REG Ames term loans, secured, fixed interest rates of 3.5% and 4.25%, due in January 2018 and December 2019, respectively
3,565

 
3,901

REG Grays Harbor term loan, variable interest of minimum 3.5% or Prime Rate plus 0.25%, due in May 2022
9,273

 
5,225

Other
468

 
908

Total debt before debt issuance costs
217,891

 
256,562

Less: Current portion of long-term debt
15,402

 
5,206

Less: Debt issuance costs (net of accumulated amortization of $ 3,705 and $2,296, respectively)
6,286

 
4,105

Total long-term debt
$
196,203

 
$
247,251



REG Danville

On October 31, 2015, REG Danville, LLC entered into a Second Amended and Restated Loan Agreement with Fifth Third Bank regarding the construction/term loan (the "Fifth Third Construction/Term Loan"). The renewed Fifth Third Construction/Term Loan increased the principal amount of the Construction/Term Loan to $12,000 and had a three-year term with the maturity of the loan being extended to December 19, 2017. The loan requires monthly principal payments of $212 and interest to be charged using LIBOR plus 4% per annum. The loan agreement contains various loan covenants.

Convertible Senior Notes
On June 2, 2016, the Company issued $152,000 aggregate principal amount of the 2036 Convertible Notes in a private offering to qualified institutional buyers. The 2036 Convertible Notes bear interest at a rate of 4.00% per year payable semi-annually in arrears on June 15 and December 15 of each year, beginning December 15, 2016. The notes will mature on June 15, 2036, unless repurchased, redeemed or converted in accordance with their terms prior to such date.
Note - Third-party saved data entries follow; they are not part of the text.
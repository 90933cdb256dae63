//! Configuration command handlers

use crate::cli::{ConfigAction, ConfigArgs, ConfigFormat, ConfigInitArgs, ConfigShowArgs};
use crate::config::Config;
use crate::error::Result;
use crate::output::OutputWriter;
use dynafield_schemas::Format;
use serde_json::json;

/// Handle the config command
pub async fn handle_config(args: ConfigArgs, config: &Config, output: &mut OutputWriter) -> Result<()> {
    match args.action {
        ConfigAction::Show(show_args) => handle_config_show(show_args, config, output),
        ConfigAction::Init(init_args) => handle_config_init(init_args, output),
        ConfigAction::Path => handle_config_path(output),
    }
}

/// Print the merged configuration; the format is independent of `--output`
fn handle_config_show(args: ConfigShowArgs, config: &Config, output: &mut OutputWriter) -> Result<()> {
    let format = match args.format {
        ConfigFormat::Json => Format::Json,
        ConfigFormat::Yaml => Format::Yaml,
    };
    let rendered = config.render(format)?;
    output.writeln(rendered.trim_end())
}

fn handle_config_init(args: ConfigInitArgs, output: &mut OutputWriter) -> Result<()> {
    let path = if args.user {
        Config::user_config_path()?
    } else {
        Config::project_config_path()
    };

    if path.exists() && !args.force {
        output.warning(&format!(
            "Config already exists at {} (use --force to overwrite)",
            path.display()
        ))?;
        return Ok(());
    }

    Config::default().save(&path)?;
    output.success(&format!("✓ Created config at {}", path.display()))
}

fn handle_config_path(output: &mut OutputWriter) -> Result<()> {
    let paths = Config::default_config_paths();
    if output.is_human() {
        let rows = paths
            .iter()
            .map(|path| {
                let status = if path.is_file() { "found" } else { "" };
                vec![path.display().to_string(), status.to_string()]
            })
            .collect();
        output.table(&["Path", "Status"], rows)
    } else {
        let entries: Vec<_> = paths
            .iter()
            .map(|path| json!({"path": path.display().to_string(), "exists": path.is_file()}))
            .collect();
        output.data(&entries)
    }
}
Prior to December 15, 2035, the 2036 Convertible Notes will be convertible only upon satisfaction of certain conditions and during certain periods as stipulated in the indenture. On or after December 15, 2035 until the close of business on the second scheduled trading day immediately preceding the maturity date, holders of the 2036 Convertible Notes may convert their notes at any time. Unless and until the Company obtains stockholder approval under applicable NASDAQ Stock Market rules, the 2036 Convertible Notes will be convertible, subject to certain conditions, into cash. If the Company obtains such stockholder approval, the 2036 Convertible Notes may be settled in cash, the Company’s common shares or a combination of cash and the Company’s common shares, at the Company’s election. The Company may not redeem the 2036 Convertible Notes prior to June 15, 2021. Holders of the 2036 Convertible Notes will have the right to require the Company to repurchase for cash all or some of their notes at 100% of their principal, plus any accrued and unpaid interest on each of June 15, 2021, June 15, 2026 and June 15, 2031. Holders of the 2036 Convertible Notes will have the right to require the Company to repurchase for cash all or some of their notes at 100% of their principal, plus any accrued and unpaid interest upon the occurrence of certain fundamental changes. The initial conversion rate is 92.8074 common shares per $1,000 (one thousand) principal amount of 2036 Convertible Notes (equivalent to an initial conversion price of approximately $10.78 per common share).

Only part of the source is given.